苏韵婉五指霎时收紧,昨日刚提纳妃,今日就将人接进了宫。
想来贺憬崇早就将一切安排妥当,只等她点头而已。
苏韵婉心口微疼,却只能按下情绪跟上。
御花园。
苏韵婉到时,正好听见太监高声宣读:“户部尚书嫡女宁雪枂勤勉柔顺,性行温良,朕甚喜,封淑妃,赐娇兰宫。”
她呼吸一窒,苏家与户部早有矛盾。
每次苏家出征,户部总有万千借口推脱钱粮军需,这些贺憬崇都心知肚明!
苏韵婉攥紧手指,看向贺憬崇。
亭内,男人眉目含笑,顷刻就选了十余名高官之女进宫。
花容月貌的女子如流水一般谢恩,她们脸上的笑容刺的苏韵婉满心酸胀,有苦难言。
苏韵婉没有上前,白着脸回到大明宫。
待到屏退众人,丫鬟青衣一脸愤然:“小姐,陛下怎能如此对您?如果不是苏家,这皇位哪里轮的到他来坐?!”
“青衣,慎言!”苏韵婉沉声提醒。
青衣不甘心的嘟囔了几句,才按下不忿闭口不言。
转眼日薄西山,苏韵婉站在殿门前等贺憬崇来,想问他宁雪枂之事。
不料等来的还是太监总管。
他带来不少赏赐:“德妃娘娘,陛下已在宁淑妃处宿下,让您不必等了。”
苏韵婉霎时耳边嗡嗡作响,脑子里只剩贺憬崇说的那句:“韵婉,除了你,我绝不碰别人。”第3章
明明才秋日,苏韵婉却恍若寒冬,浑身冰凉。
她强撑笑容送走总管,才脱力一般,坐在椅子上。
青衣见她脸色不好,有些担心:“小姐……”
苏韵婉抬手捂着钝痛的心口:“以前读史,书上总说天家无情,可我总以为……他会不一样。”
青衣张口想说些什么。
苏韵婉摆了摆手:“去歇着吧,我想一个人静静。”
青衣虽不放心,却只能退下。
月明星稀,树影斑驳。
借着烛火,苏韵婉打开自己珍藏多年的小木盒,入目是一个陈旧的荷包,上面绣着两只不堪入目的鸳鸯。
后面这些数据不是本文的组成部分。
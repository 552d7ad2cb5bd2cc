use std::sync::Arc;

use tracing::debug;

use super::core::{arg_str, Middleware, MiddlewareError, Next};
use crate::declaration::MiddlewareArg;
use crate::error::Result;
use crate::message::{Request, Response};

/// Rejects requests whose `Authorization` header is not `Bearer <token>`.
pub struct BearerAuthMiddleware {
    token: String,
}

impl BearerAuthMiddleware {
    pub const NAME: &'static str = "BearerAuth";

    pub fn new(token: impl Into<String>) -> Self {
        Self {
            token: token.into(),
        }
    }

    pub fn from_args(args: &[MiddlewareArg]) -> Result<Arc<dyn Middleware>, MiddlewareError> {
        let token = arg_str(Self::NAME, args, 0)?.ok_or_else(|| {
            MiddlewareError::InvalidArguments {
                middleware: Self::NAME.to_string(),
                reason: "missing token".to_string(),
            }
        })?;
        Ok(Arc::new(Self::new(token)))
    }

    fn authorized(&self, req: &Request) -> bool {
        req.get_header("authorization")
            .and_then(|h| h.strip_prefix("Bearer "))
            .is_some_and(|t| t.trim() == self.token)
    }
}

impl Middleware for BearerAuthMiddleware {
    fn process(&self, req: Request, next: Next<'_>) -> Result<Response> {
        if self.authorized(&req) {
            return next.run(req);
        }
        debug!(method = %req.method, path = %req.path, "Bearer token rejected");
        Ok(Response::error(401, "Unauthorized").with_header("www-authenticate", "Bearer"))
    }
}

#[cfg(test)]
mod tests {
    use super::*;
    use crate::middleware::Pipeline;
    use http::Method;

    fn run(req: Request) -> Response {
        Pipeline::new()
            .pipe(Arc::new(BearerAuthMiddleware::new("secret")))
            .handle(req, |_| Ok(Response::new(200)))
            .unwrap()
    }

    #[test]
    fn test_valid_token_passes() {
        let req = Request::new(Method::GET, "/").with_header("Authorization", "Bearer secret");
        assert_eq!(run(req).status, 200);
    }

    #[test]
    fn test_missing_or_wrong_token_is_401() {
        assert_eq!(run(Request::new(Method::GET, "/")).status, 401);
        let req = Request::new(Method::GET, "/").with_header("Authorization", "Bearer nope");
        let resp = run(req);
        assert_eq!(resp.status, 401);
        assert_eq!(resp.get_header("WWW-Authenticate"), Some("Bearer"));
    }
}
use std::fmt;

use serde::{Deserialize, Serialize};

use crate::declaration::{HttpMethod, MiddlewareDeclaration};

/// What a matched route invokes.
#[derive(Debug, Clone, PartialEq, Eq, Serialize, Deserialize)]
#[serde(tag = "kind", rename_all = "snake_case")]
pub enum DispatchTarget {
    /// A function registered by name.
    Function {
        name: String,
        #[serde(default, skip_serializing_if = "Vec::is_empty")]
        vars: Vec<String>,
    },
    /// A method on a controller type, called on a fresh instance.
    Controller {
        #[serde(rename = "type")]
        type_name: String,
        method: String,
        #[serde(default, skip_serializing_if = "Vec::is_empty")]
        vars: Vec<String>,
    },
}

impl DispatchTarget {
    /// Capture names passed to the target, in its parameter order.
    #[must_use]
    pub fn vars(&self) -> &[String] {
        match self {
            DispatchTarget::Function { vars, .. } | DispatchTarget::Controller { vars, .. } => vars,
        }
    }
}

impl fmt::Display for DispatchTarget {
    fn fmt(&self, f: &mut fmt::Formatter<'_>) -> fmt::Result {
        match self {
            DispatchTarget::Function { name, vars } => write!(f, "fn {name}({})", vars.join(", ")),
            DispatchTarget::Controller {
                type_name,
                method,
                vars,
            } => write!(f, "{type_name}::{method}({})", vars.join(", ")),
        }
    }
}

/// One entry of the route table, as persisted in the cache artifact.
#[derive(Debug, Clone, PartialEq, Serialize, Deserialize)]
pub struct CompiledRoute {
    pub method: HttpMethod,
    /// Full path pattern; empty for the root.
    pub path: String,
    pub target: DispatchTarget,
    /// Resolved middlewares, class level first.
    #[serde(default, skip_serializing_if = "Vec::is_empty")]
    pub middlewares: Vec<MiddlewareDeclaration>,
}

impl CompiledRoute {
    /// A route to a registered function, typically injected by an extension.
    #[must_use]
    pub fn function<I, S>(
        method: HttpMethod,
        path: impl Into<String>,
        name: impl Into<String>,
        vars: I,
    ) -> Self
    where
        I: IntoIterator<Item = S>,
        S: Into<String>,
    {
        Self {
            method,
            path: path.into(),
            target: DispatchTarget::Function {
                name: name.into(),
                vars: vars.into_iter().map(Into::into).collect(),
            },
            middlewares: Vec::new(),
        }
    }

    #[must_use]
    pub fn with_middleware(mut self, middleware: MiddlewareDeclaration) -> Self {
        self.middlewares.push(middleware);
        self
    }

    /// The single artifact line for this route.
    pub fn to_line(&self) -> serde_json::Result<String> {
        serde_json::to_string(self)
    }
}

impl fmt::Display for CompiledRoute {
    fn fmt(&self, f: &mut fmt::Formatter<'_>) -> fmt::Result {
        let path = if self.path.is_empty() { "/" } else { &self.path };
        write!(f, "{:<7} {path} -> {}", self.method.as_str(), self.target)?;
        if !self.middlewares.is_empty() {
            let names: Vec<String> = self.middlewares.iter().map(ToString::to_string).collect();
            write!(f, " [{}]", names.join(", "))?;
        }
        Ok(())
    }
}
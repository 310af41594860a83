//! Todo CLI library
//!
//! Argument parsing, configuration overrides and output formatting for the
//! `todo` binary.

pub mod logging;

use anyhow::{anyhow, Context};
use clap::{Parser, Subcommand};
use std::io::Write;
use std::path::PathBuf;
use todo_sync_common::{format_datetime, truncate_string};
use todo_sync_core::{
    ClientConfig, ConfigLoader, FilterCriteria, Locale, Notification, SortDirection,
    StatusFilter, Todo, TodoId, TodoStats, TodoStore,
};

const DESCRIPTION_PREVIEW_LEN: usize = 60;

#[derive(Parser, Debug)]
#[command(name = "todo")]
#[command(about = "Manage todos on a remote todo service")]
#[command(version)]
pub struct Cli {
    /// Configuration file (YAML or JSON)
    #[arg(long, short)]
    pub config: Option<PathBuf>,

    /// API base URL, overrides configuration and environment
    #[arg(long)]
    pub base_url: Option<String>,

    /// Message language (en, fr, es)
    #[arg(long)]
    pub locale: Option<Locale>,

    /// Verbose output
    #[arg(long, short)]
    pub verbose: bool,

    /// Print results as JSON
    #[arg(long)]
    pub json: bool,

    #[command(subcommand)]
    pub command: Commands,
}

#[derive(Subcommand, Debug, PartialEq, Eq)]
pub enum Commands {
    /// List todos
    List {
        /// Status filter (all, active, completed)
        #[arg(long, short, default_value = "all")]
        filter: StatusFilter,
        /// Case-insensitive search in title and description
        #[arg(long, short)]
        search: Option<String>,
        /// Title sort direction (asc, desc)
        #[arg(long, default_value = "asc")]
        sort: SortDirection,
    },
    /// Add a todo
    Add {
        /// Title
        title: String,
        /// Optional description
        #[arg(long, short)]
        description: Option<String>,
    },
    /// Edit a todo's title or description
    Edit {
        /// Todo id
        id: TodoId,
        /// New title
        #[arg(long, short)]
        title: Option<String>,
        /// New description
        #[arg(long, short, conflicts_with = "clear_description")]
        description: Option<String>,
        /// Remove the description
        #[arg(long)]
        clear_description: bool,
    },
    /// Flip a todo between active and completed
    Toggle {
        /// Todo id
        id: TodoId,
    },
    /// Delete a todo
    Delete {
        /// Todo id
        id: TodoId,
    },
    /// Show counts of active and completed todos
    Stats,
}

impl Cli {
    /// Resolve the configuration: defaults, files, environment, then flags
    ///
    /// # Errors
    /// Returns an error if the configuration is invalid
    pub fn load_config(&self) -> anyhow::Result<ClientConfig> {
        let mut loader = ConfigLoader::new();
        if let Some(path) = &self.config {
            if !path.exists() {
                return Err(anyhow!("Configuration file not found: {}", path.display()));
            }
            loader = loader.add_config_path(path);
        }
        let mut config = loader
            .with_validation(false)
            .load()
            .context("Failed to load configuration")?;
        self.apply_overrides(&mut config);
        config.validate().context("Invalid configuration")?;
        Ok(config)
    }

    /// Apply command line flags on top of a configuration
    pub fn apply_overrides(&self, config: &mut ClientConfig) {
        if let Some(base_url) = &self.base_url {
            config.api.base_url.clone_from(base_url);
        }
        if let Some(locale) = self.locale {
            config.locale = locale;
        }
        if self.verbose {
            config.logging.level = "debug".to_string();
        }
    }
}

/// Run one command against a loaded store
///
/// # Errors
/// Returns an error if the command fails or output cannot be written
pub async fn execute<W: Write>(
    command: &Commands,
    store: &TodoStore,
    json: bool,
    writer: &mut W,
) -> anyhow::Result<()> {
    match command {
        Commands::List {
            filter,
            search,
            sort,
        } => {
            store.set_criteria(
                FilterCriteria::builder()
                    .status(*filter)
                    .search(search.as_deref().unwrap_or_default())
                    .sort(*sort)
                    .build(),
            );
            let todos = store.displayed_todos();
            if json {
                writeln!(writer, "{}", serde_json::to_string_pretty(&todos)?)?;
            } else {
                print_todos(&todos, writer)?;
            }
        }
        Commands::Add { title, description } => {
            store.set_adding_task(true);
            let created = store
                .create_todo(Todo::create(title.clone(), description.clone()))
                .await?;
            print_result(&created, json, writer)?;
        }
        Commands::Edit {
            id,
            title,
            description,
            clear_description,
        } => {
            let mut todo = find(store, *id)?;
            if let Some(title) = title {
                Todo::validate_title(title)?;
                todo = todo.update_title(title.clone());
            }
            if *clear_description {
                todo = todo.update_description(None);
            } else if let Some(description) = description {
                todo = todo.update_description(Some(description.clone()));
            }
            store.update_todo(todo.clone()).await?;
            print_result(&todo, json, writer)?;
        }
        Commands::Toggle { id } => {
            let todo = find(store, *id)?;
            let toggled = store.toggle_todo_completion(&todo).await?;
            print_result(&toggled, json, writer)?;
        }
        Commands::Delete { id } => {
            let todo = find(store, *id)?;
            store.delete_todo(&todo).await?;
            if json {
                writeln!(writer, "{}", serde_json::json!({ "deleted": id }))?;
            }
        }
        Commands::Stats => {
            let stats = store.stats();
            if json {
                writeln!(writer, "{}", serde_json::to_string_pretty(&stats)?)?;
            } else {
                print_stats(&stats, writer)?;
            }
        }
    }
    Ok(())
}

fn find(store: &TodoStore, id: TodoId) -> anyhow::Result<Todo> {
    store
        .get(id)
        .ok_or_else(|| anyhow!("No todo with id {id}"))
}

fn print_result<W: Write>(todo: &Todo, json: bool, writer: &mut W) -> anyhow::Result<()> {
    if json {
        writeln!(writer, "{}", serde_json::to_string_pretty(todo)?)?;
    } else {
        print_todos(std::slice::from_ref(todo), writer)?;
    }
    Ok(())
}

/// Print todos to the given writer
///
/// # Errors
/// Returns an error if writing fails
pub fn print_todos<W: Write>(todos: &[Todo], writer: &mut W) -> std::io::Result<()> {
    if todos.is_empty() {
        writeln!(writer, "No todos found")?;
        return Ok(());
    }

    for todo in todos {
        let mark = if todo.is_completed() { "x" } else { " " };
        let id = todo
            .id()
            .map_or_else(|| "-".to_string(), |id| id.to_string());
        writeln!(writer, "[{mark}] {id:>4}  {}", todo.title())?;
        if let Some(description) = todo.description() {
            writeln!(
                writer,
                "          {}",
                truncate_string(description, DESCRIPTION_PREVIEW_LEN)
            )?;
        }
    }
    Ok(())
}

/// Print collection statistics
///
/// # Errors
/// Returns an error if writing fails
pub fn print_stats<W: Write>(stats: &TodoStats, writer: &mut W) -> std::io::Result<()> {
    writeln!(writer, "Total:     {}", stats.total)?;
    writeln!(writer, "Active:    {}", stats.active)?;
    writeln!(writer, "Completed: {}", stats.completed)?;
    Ok(())
}

/// Print the notification queue, oldest first
///
/// # Errors
/// Returns an error if writing fails
pub fn print_notifications<W: Write>(
    notifications: &[Notification],
    with_timestamps: bool,
    writer: &mut W,
) -> std::io::Result<()> {
    for notification in notifications {
        if with_timestamps {
            write!(writer, "{} ", format_datetime(&notification.created_at))?;
        }
        write!(writer, "{:<7} ", notification.kind.as_str())?;
        match &notification.title {
            Some(title) => writeln!(writer, "{title}: {}", notification.message)?,
            None => writeln!(writer, "{}", notification.message)?,
        }
    }
    Ok(())
}
//! Data models for todos and their wire representation

use serde::{Deserialize, Serialize};

/// Server-assigned todo identifier
pub type TodoId = i64;

/// A single task
///
/// Values are immutable: every transformation returns a new `Todo`.
#[derive(Debug, Clone, PartialEq, Eq, Serialize, Deserialize)]
pub struct Todo {
    /// Server-assigned id, `None` until persisted
    id: Option<TodoId>,
    /// Task title
    title: String,
    /// Optional free-form description
    description: Option<String>,
    /// Completion flag
    is_completed: bool,
}

impl Todo {
    /// Build a todo from all of its parts
    #[must_use]
    pub fn new(
        id: Option<TodoId>,
        title: impl Into<String>,
        description: Option<String>,
        is_completed: bool,
    ) -> Self {
        Self {
            id,
            title: title.into(),
            description,
            is_completed,
        }
    }

    /// Create a draft todo that has not been persisted yet
    ///
    /// Callers must make sure `title` is non-empty after trimming before
    /// submitting the draft; see [`Todo::validate_title`].
    #[must_use]
    pub fn create(title: impl Into<String>, description: Option<String>) -> Self {
        Self::new(None, title, description, false)
    }

    /// Check that a title is usable for submission
    ///
    /// # Errors
    /// Returns `TodoError::Validation` if the title is blank
    pub fn validate_title(title: &str) -> crate::Result<()> {
        if title.trim().is_empty() {
            return Err(crate::TodoError::validation("Title cannot be empty"));
        }
        Ok(())
    }

    #[must_use]
    pub const fn id(&self) -> Option<TodoId> {
        self.id
    }

    #[must_use]
    pub fn title(&self) -> &str {
        &self.title
    }

    #[must_use]
    pub fn description(&self) -> Option<&str> {
        self.description.as_deref()
    }

    #[must_use]
    pub const fn is_completed(&self) -> bool {
        self.is_completed
    }

    /// Whether the server has assigned an id
    #[must_use]
    pub const fn is_persisted(&self) -> bool {
        self.id.is_some()
    }

    /// Flip the completion flag
    #[must_use]
    pub fn toggle_completion(&self) -> Self {
        Self {
            is_completed: !self.is_completed,
            ..self.clone()
        }
    }

    /// Replace the title
    #[must_use]
    pub fn update_title(&self, title: impl Into<String>) -> Self {
        Self {
            title: title.into(),
            ..self.clone()
        }
    }

    /// Replace (or clear) the description
    #[must_use]
    pub fn update_description(&self, description: Option<String>) -> Self {
        Self {
            description,
            ..self.clone()
        }
    }
}

/// Request body sent to the remote service for create and update
#[derive(Debug, Clone, PartialEq, Eq, Serialize, Deserialize)]
pub struct RemoteTodoInput {
    pub title: String,
    #[serde(default, skip_serializing_if = "Option::is_none")]
    pub description: Option<String>,
    pub done: bool,
}

/// Todo as returned by the remote service; every field may be absent
#[derive(Debug, Clone, Default, PartialEq, Eq, Serialize, Deserialize)]
pub struct RemoteTodo {
    #[serde(default)]
    pub id: Option<TodoId>,
    #[serde(default)]
    pub title: Option<String>,
    #[serde(default)]
    pub description: Option<String>,
    #[serde(default)]
    pub done: Option<bool>,
}

/// Map a remote todo into the domain, defaulting absent fields
#[must_use]
pub fn map_to_domain(remote: RemoteTodo) -> Todo {
    Todo::new(
        remote.id,
        remote.title.unwrap_or_default(),
        remote.description,
        remote.done.unwrap_or(false),
    )
}

/// Map a domain todo into the request body the remote service expects
#[must_use]
pub fn map_to_remote(todo: &Todo) -> RemoteTodoInput {
    RemoteTodoInput {
        title: todo.title.clone(),
        description: todo.description.clone(),
        done: todo.is_completed,
    }
}

/// Counts over the cached collection
#[derive(Debug, Clone, Copy, Default, PartialEq, Eq, Serialize, Deserialize)]
pub struct TodoStats {
    pub total: usize,
    pub active: usize,
    pub completed: usize,
}

impl TodoStats {
    /// Compute the counts for a collection
    #[must_use]
    pub fn from_todos(todos: &[Todo]) -> Self {
        let completed = todos.iter().filter(|t| t.is_completed()).count();
        Self {
            total: todos.len(),
            active: todos.len() - completed,
            completed,
        }
    }
}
她自幼习武,为了绣这个荷包送给贺憬崇做生辰礼,她十指扎的青紫,熬了整整半月才绣好。
那时,贺憬崇当着她父兄的面割下墨发,放入荷包。
“虽然本王无法此刻向苏家提亲,但在本王心里,早把韵婉当成妻子。”
言语间,他将自己的贴身玉佩和荷包一同递给苏韵婉:“这是母妃留给我的,今日赠与你。”“争储一事无论成败,我们都永结同心、白头偕老。”
回忆和月光如刀,刀刀剜心。
苏韵婉眼里闪过怀念。
争储之路虽然凶险,但她和贺憬崇心意相通,从没欺瞒过彼此。如今他却再次背弃誓言,和宁雪枂在榻上翻云覆雨……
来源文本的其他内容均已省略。